### Work instruction
Read through the listing below, and copy every line where the string "Result" appears.

### Task material
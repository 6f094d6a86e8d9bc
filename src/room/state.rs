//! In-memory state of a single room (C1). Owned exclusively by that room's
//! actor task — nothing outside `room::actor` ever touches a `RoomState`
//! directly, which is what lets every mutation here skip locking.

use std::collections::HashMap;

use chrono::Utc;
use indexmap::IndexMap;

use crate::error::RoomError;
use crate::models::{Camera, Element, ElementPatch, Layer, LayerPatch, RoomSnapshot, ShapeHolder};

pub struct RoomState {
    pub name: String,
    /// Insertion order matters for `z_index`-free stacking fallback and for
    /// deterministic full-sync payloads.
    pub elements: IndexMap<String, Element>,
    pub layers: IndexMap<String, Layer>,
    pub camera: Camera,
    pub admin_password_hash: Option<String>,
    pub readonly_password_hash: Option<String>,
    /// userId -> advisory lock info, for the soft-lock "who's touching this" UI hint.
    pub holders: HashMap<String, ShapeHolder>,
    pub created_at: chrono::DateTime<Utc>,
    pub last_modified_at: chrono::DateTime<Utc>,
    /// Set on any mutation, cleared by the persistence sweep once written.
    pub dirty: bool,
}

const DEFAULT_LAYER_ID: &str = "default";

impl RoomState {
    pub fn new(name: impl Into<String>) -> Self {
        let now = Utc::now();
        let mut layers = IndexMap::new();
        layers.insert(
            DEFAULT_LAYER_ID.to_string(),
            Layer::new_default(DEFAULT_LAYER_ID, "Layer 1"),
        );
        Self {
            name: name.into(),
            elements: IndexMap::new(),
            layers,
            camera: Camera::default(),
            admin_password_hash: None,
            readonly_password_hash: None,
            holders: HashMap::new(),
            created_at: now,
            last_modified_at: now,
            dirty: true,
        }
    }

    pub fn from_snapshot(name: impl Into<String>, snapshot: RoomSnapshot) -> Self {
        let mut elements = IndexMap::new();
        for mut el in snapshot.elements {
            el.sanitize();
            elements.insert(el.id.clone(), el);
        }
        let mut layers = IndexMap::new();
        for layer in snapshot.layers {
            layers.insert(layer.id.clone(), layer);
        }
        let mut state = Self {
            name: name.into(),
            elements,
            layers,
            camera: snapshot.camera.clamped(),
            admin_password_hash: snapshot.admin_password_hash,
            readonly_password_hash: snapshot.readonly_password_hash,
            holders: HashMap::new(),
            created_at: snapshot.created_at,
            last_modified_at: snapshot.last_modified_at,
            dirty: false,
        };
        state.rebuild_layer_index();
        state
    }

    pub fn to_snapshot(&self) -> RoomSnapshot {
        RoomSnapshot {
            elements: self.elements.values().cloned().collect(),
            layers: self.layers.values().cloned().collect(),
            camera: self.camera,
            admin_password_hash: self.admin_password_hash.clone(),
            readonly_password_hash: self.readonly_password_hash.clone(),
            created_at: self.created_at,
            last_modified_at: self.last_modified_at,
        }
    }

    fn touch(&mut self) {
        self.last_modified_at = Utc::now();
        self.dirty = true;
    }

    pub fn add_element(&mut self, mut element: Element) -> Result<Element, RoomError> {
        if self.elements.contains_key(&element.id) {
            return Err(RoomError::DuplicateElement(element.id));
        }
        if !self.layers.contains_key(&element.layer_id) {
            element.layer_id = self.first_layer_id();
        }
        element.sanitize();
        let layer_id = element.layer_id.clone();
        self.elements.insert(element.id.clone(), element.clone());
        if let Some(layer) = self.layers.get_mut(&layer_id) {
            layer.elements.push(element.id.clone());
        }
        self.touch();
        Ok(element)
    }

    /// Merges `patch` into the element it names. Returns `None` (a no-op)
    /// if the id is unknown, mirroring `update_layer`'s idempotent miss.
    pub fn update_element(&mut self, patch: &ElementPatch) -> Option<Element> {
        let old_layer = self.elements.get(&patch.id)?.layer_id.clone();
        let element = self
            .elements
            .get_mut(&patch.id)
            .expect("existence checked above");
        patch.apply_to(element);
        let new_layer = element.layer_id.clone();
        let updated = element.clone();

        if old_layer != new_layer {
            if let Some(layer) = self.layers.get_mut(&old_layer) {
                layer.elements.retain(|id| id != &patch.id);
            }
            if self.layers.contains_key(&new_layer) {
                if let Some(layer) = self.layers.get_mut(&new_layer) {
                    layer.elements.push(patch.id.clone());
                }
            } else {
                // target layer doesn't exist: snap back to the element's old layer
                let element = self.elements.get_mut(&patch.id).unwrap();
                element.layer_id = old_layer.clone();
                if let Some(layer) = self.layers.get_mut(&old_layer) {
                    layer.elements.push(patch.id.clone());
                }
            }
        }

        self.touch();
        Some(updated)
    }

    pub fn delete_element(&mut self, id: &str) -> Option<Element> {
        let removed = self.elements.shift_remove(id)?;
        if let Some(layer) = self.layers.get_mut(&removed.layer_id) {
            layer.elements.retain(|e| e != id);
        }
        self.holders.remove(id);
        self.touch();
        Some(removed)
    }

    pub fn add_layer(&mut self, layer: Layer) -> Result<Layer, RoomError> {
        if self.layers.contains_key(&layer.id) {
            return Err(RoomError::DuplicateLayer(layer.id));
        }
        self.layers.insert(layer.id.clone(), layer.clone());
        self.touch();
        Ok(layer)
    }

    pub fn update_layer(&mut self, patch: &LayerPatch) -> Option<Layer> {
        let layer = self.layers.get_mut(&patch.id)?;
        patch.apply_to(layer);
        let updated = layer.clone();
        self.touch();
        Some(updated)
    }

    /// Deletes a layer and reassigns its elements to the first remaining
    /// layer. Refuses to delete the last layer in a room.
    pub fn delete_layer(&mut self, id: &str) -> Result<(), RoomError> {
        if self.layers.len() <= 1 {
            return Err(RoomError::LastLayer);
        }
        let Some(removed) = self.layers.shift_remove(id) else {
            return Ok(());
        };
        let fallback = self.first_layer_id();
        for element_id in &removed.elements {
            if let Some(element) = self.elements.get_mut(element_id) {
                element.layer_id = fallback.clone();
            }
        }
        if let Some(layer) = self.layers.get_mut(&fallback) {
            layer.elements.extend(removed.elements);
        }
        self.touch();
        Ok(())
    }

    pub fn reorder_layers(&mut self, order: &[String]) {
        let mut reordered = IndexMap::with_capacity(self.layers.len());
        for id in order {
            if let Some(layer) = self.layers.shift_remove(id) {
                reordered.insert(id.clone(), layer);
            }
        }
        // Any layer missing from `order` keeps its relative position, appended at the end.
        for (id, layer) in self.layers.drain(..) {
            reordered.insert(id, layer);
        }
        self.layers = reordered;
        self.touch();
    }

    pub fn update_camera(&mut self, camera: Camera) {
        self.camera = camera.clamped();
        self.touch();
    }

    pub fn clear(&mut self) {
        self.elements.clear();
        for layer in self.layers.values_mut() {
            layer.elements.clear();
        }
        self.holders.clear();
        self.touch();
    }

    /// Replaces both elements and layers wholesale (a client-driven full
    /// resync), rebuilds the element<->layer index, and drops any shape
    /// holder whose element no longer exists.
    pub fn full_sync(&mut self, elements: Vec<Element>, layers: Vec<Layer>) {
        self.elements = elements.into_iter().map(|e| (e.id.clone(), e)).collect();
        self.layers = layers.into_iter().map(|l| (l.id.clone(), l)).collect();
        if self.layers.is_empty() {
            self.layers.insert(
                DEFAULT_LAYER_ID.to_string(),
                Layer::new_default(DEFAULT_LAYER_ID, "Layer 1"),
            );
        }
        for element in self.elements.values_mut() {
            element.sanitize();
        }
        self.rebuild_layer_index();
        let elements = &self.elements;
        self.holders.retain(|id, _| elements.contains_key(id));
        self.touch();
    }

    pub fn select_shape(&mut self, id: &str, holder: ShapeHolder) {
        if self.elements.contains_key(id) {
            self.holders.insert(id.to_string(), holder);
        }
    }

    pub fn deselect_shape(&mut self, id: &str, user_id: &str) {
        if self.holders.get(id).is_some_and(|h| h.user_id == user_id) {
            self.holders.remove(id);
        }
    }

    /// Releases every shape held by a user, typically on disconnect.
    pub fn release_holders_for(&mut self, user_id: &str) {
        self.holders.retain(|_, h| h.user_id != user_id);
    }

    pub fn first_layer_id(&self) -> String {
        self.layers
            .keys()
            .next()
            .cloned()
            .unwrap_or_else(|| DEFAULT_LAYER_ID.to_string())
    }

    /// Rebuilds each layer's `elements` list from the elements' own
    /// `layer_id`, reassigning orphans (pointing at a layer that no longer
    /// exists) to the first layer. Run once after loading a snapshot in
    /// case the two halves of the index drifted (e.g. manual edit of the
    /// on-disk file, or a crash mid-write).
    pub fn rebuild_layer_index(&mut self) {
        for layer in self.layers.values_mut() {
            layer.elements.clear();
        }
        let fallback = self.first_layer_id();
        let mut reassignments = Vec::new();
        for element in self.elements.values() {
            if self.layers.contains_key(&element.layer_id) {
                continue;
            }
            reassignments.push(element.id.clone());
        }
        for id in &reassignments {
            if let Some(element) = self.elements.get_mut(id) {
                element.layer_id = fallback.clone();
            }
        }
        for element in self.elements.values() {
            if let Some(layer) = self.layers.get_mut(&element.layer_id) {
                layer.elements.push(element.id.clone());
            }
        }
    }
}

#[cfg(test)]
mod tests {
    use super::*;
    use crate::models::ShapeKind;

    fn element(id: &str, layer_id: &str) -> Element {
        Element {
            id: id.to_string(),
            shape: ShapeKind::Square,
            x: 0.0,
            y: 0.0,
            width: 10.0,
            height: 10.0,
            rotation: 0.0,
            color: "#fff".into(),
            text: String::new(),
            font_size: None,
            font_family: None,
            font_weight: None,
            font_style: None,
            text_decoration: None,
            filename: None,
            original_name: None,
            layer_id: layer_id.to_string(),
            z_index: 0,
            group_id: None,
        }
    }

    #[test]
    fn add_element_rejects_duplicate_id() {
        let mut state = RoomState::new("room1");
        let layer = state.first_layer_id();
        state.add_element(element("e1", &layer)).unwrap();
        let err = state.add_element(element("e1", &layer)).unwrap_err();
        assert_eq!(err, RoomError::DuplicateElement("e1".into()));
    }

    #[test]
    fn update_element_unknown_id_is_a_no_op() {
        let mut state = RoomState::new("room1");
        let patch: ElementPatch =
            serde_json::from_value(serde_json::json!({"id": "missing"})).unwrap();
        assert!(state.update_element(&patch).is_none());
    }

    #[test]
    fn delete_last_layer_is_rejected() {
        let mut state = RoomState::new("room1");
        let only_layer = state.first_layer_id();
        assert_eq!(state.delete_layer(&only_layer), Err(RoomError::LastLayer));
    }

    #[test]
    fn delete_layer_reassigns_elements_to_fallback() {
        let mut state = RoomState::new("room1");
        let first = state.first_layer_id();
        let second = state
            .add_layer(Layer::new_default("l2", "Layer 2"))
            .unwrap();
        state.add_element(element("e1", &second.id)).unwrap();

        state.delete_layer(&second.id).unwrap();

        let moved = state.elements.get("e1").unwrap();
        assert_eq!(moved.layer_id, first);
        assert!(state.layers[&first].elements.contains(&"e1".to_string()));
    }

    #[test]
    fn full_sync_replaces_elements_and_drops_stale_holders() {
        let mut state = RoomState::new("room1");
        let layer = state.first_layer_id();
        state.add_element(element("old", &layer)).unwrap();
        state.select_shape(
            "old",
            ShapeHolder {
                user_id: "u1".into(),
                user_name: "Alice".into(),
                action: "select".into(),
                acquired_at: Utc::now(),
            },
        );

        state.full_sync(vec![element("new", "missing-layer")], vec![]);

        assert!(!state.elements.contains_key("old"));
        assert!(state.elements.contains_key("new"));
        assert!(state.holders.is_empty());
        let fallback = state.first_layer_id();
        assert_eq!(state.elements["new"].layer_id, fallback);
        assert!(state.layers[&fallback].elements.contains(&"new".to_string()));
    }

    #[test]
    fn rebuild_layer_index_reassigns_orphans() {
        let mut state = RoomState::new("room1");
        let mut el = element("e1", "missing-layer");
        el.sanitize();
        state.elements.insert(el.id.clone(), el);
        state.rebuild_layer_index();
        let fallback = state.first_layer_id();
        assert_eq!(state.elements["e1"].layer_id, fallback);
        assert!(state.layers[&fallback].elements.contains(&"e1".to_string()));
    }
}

### Answer to the problem
    pub fn add_element(&mut self, mut element: Element) -> Result<Element, RoomError> {
    pub fn add_layer(&mut self, layer: Layer) -> Result<Layer, RoomError> {
    pub fn delete_layer(&mut self, id: &str) -> Result<(), RoomError> {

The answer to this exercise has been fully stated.